If we accept our Reality as a major influence on all our thoughts and decisions and that for the most part, it is better to be at peace with and in accord with our Reality, then it would again appear that we are still powerless – in that state of mind, in that harmonic existence, it still requires us to relinquish control over ourselves to the invisible hand of Reality – and become merely powerless observers of ourselves. Have we just exchanged the notion letting go and going with “the flow” with the idea of letting go to go with “our Reality”?

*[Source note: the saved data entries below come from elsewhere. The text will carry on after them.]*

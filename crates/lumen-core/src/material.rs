//! Material records shared with shaders.

use crate::constants::NULL_TEXTURE_ID;

/// Index into the bindless texture array. `0` means "no texture".
pub type TextureId = u32;

/// GPU material record (64 bytes, std430 compatible).
#[repr(C)]
#[derive(Clone, Copy, Debug, PartialEq, bytemuck::Pod, bytemuck::Zeroable)]
pub struct MaterialDescriptor {
    pub base_color_factor: [f32; 4],
    pub emissive_factor: [f32; 3],
    pub metallic_factor: f32,
    pub roughness_factor: f32,
    pub base_color_texture: TextureId,
    pub normal_texture: TextureId,
    pub metallic_roughness_texture: TextureId,
    pub emissive_texture: TextureId,
    pub _padding: [u32; 3],
}

impl Default for MaterialDescriptor {
    fn default() -> Self {
        Self {
            base_color_factor: [1.0; 4],
            emissive_factor: [0.0; 3],
            metallic_factor: 0.0,
            roughness_factor: 1.0,
            base_color_texture: NULL_TEXTURE_ID,
            normal_texture: NULL_TEXTURE_ID,
            metallic_roughness_texture: NULL_TEXTURE_ID,
            emissive_texture: NULL_TEXTURE_ID,
            _padding: [0; 3],
        }
    }
}
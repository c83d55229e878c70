//! Entity components understood by the scene.

use glam::{Mat4, Quat, Vec3};

/// Index into the scene's mesh list.
pub type MeshId = u32;

/// Index into the material library. Also the instance custom index seen by shaders.
pub type MaterialId = u32;

/// Transform component.
#[derive(Debug, Clone, Copy, PartialEq)]
pub struct Transform {
    pub position: Vec3,
    pub rotation: Quat,
    pub scale: Vec3,
}

impl Default for Transform {
    fn default() -> Self {
        Self {
            position: Vec3::ZERO,
            rotation: Quat::IDENTITY,
            scale: Vec3::ONE,
        }
    }
}

impl Transform {
    pub fn from_position(position: Vec3) -> Self {
        Self {
            position,
            ..Self::default()
        }
    }

    #[must_use]
    pub fn with_scale(mut self, scale: Vec3) -> Self {
        self.scale = scale;
        self
    }

    #[must_use]
    pub fn with_rotation(mut self, rotation: Quat) -> Self {
        self.rotation = rotation;
        self
    }

    /// Object-to-world matrix.
    pub fn matrix(&self) -> Mat4 {
        Mat4::from_scale_rotation_translation(self.scale, self.rotation, self.position)
    }
}

/// Marks an entity as ray traced geometry.
#[derive(Debug, Clone, Copy, PartialEq, Eq)]
pub struct MeshRenderer {
    pub mesh: MeshId,
    pub material: MaterialId,
}

#[cfg(test)]
mod tests {
    use super::*;
    use approx::assert_relative_eq;

    #[test]
    fn matrix_applies_scale_then_translation() {
        let t = Transform::from_position(Vec3::new(1.0, 2.0, 3.0)).with_scale(Vec3::splat(2.0));
        let p = t.matrix().transform_point3(Vec3::new(1.0, 0.0, 0.0));
        assert_relative_eq!(p.x, 3.0);
        assert_relative_eq!(p.y, 2.0);
        assert_relative_eq!(p.z, 3.0);
    }

    #[test]
    fn default_is_identity() {
        assert_eq!(Transform::default().matrix(), Mat4::IDENTITY);
    }
}
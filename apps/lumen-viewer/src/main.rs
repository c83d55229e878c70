//! Lumen Engine Demo Viewer
//!
//! Ray traces a spinning cube above a ground plane with an orbiting camera.
//!
//! ## Usage
//!
//! ```bash
//! cargo run -p lumen-viewer -- [OPTIONS]
//! ```
//!
//! ## Options
//!
//! - `--shaders <DIR>`: Directory with the compiled `.spv` ray tracing shaders
//! - `--frames-in-flight <N>`: Frames recorded ahead of the GPU (default: 2)
//! - `--vsync`: Enable vsync
//! - `--texture <PATH>`: Image used as the ground plane's base color
//! - `-h, --help`: Print help message
//!
//! ## Environment Variables
//!
//! - `RUST_LOG`: Set log level (e.g., info, debug, trace)

mod app;

use lumen_app::{run_app, AppConfig};

use crate::app::Viewer;

const WIDTH: u32 = 1280;
const HEIGHT: u32 = 720;

fn main() -> anyhow::Result<()> {
    if std::env::args().any(|arg| arg == "-h" || arg == "--help") {
        print_help();
        return Ok(());
    }

    let config = parse_config(
        AppConfig::new("Lumen Engine - Ray Tracing Demo").with_size(WIDTH, HEIGHT),
        std::env::args().skip(1),
    );
    run_app::<Viewer>(config)
}

/// Apply the window and frame flags. Unknown flags are left for the app.
fn parse_config(mut config: AppConfig, args: impl IntoIterator<Item = String>) -> AppConfig {
    let mut args = args.into_iter();
    while let Some(arg) = args.next() {
        match arg.as_str() {
            "--shaders" => {
                if let Some(dir) = args.next() {
                    config = config.with_shader_dir(dir);
                }
            }
            "--frames-in-flight" => match args.next().map(|v| v.parse::<usize>()) {
                Some(Ok(n)) => config = config.with_frames_in_flight(n),
                Some(Err(e)) => eprintln!("ignoring --frames-in-flight: {e}"),
                None => {}
            },
            "--vsync" => config = config.with_vsync(true),
            _ => {}
        }
    }
    config
}

fn print_help() {
    eprintln!(
        "Lumen Engine Demo Viewer

USAGE:
    cargo run -p lumen-viewer -- [OPTIONS]

OPTIONS:
    --shaders <DIR>         Directory with raygen.rgen.spv, miss.rmiss.spv
                            and closest_hit.rchit.spv (default: shaders/spv)
    --frames-in-flight <N>  Frames recorded ahead of the GPU (default: 2)
    --vsync                 Enable vsync
    --texture <PATH>        Image used as the ground plane's base color
    -h, --help              Print this help message

CONTROLS:
    Space                   Pause or resume the animation

ENVIRONMENT VARIABLES:
    RUST_LOG                Set log level (e.g., info, debug, trace)"
    );
}

#[cfg(test)]
mod tests {
    use super::*;

    fn args(list: &[&str]) -> Vec<String> {
        list.iter().map(|s| s.to_string()).collect()
    }

    #[test]
    fn parses_frame_and_shader_flags() {
        let config = parse_config(
            AppConfig::default(),
            args(&["--shaders", "out/spv", "--frames-in-flight", "3", "--vsync", "--texture", "a.png"]),
        );
        assert_eq!(config.shader_dir, std::path::PathBuf::from("out/spv"));
        assert_eq!(config.frames_in_flight, 3);
        assert!(config.vsync);
    }

    #[test]
    fn bad_frame_count_keeps_default() {
        let config = parse_config(AppConfig::default(), args(&["--frames-in-flight", "many"]));
        assert_eq!(config.frames_in_flight, AppConfig::default().frames_in_flight);
    }
}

The key here is that we have quite a lot of control over our Reality and can choose the elements which it is composed of; by doing so, we can indirectly influence ourselves through the invisible hand of Reality. By choosing to surround ourselves with people with certain mindsets, we let ourselves to be influenced by those ideas and naturally gravitate towards similar thought patterns. By choosing a venue for the night, we make a decision on how we wish to be influenced on that particular evening; which ideas we want to absorb – which elements we wish to bring into our Reality. By choosing a movie to watch or a song to listen to, we bring those into our Reality and let them influence us.

A software engineer can also control the Reality to which his program is exposed to by making strategic decisions on which other programs his program interfaces with, which system libraries he uses and which operating restrictions are placed upon the program. A programmer consciously choosing to develop a program under much more restrictive and limiting conditions – less available memory, network bandwidth, disk space or processor speed – influences the outcome of the final product.

An engineer developing a video streaming algorithm under near-ideal network conditions will create a solution that works in that environment – but not in less-than-ideal, real world conditions; even with extensive QA and testing, the underlying ideas that shaped that program will have very difficult time in a very restrictive network environment. Yet a programmer writing the same program from scratch in an extremely harsh and restrictive environment will make deep low-level decisions which will shape the program in such a way that it will operate smoothly in that environment – and in all better-case real-world environments as well. Therefore, it is useful to develop software in worst-case environment and scenarios – because when you release the program to the world, for the majority of time it will operate in environments which are less restrictive than the one where it “grew up”, giving it a lot of headroom and increasing its overall operational effectiveness.

Thus, by recognizing the futility of trying to bite our own teeth, by seeking harmony between ourselves and our Reality, by making incremental adjustments to our own mind as well as our Reality, by placing elements and components into our Reality which we know to drive us towards our goals, by exposing ourselves to and letting ourselves be influenced by elements which we see in our vision of our ideal self, we have the control to drive ourselves towards any goals we can imagine and be well on the path of becoming the person we dream of being.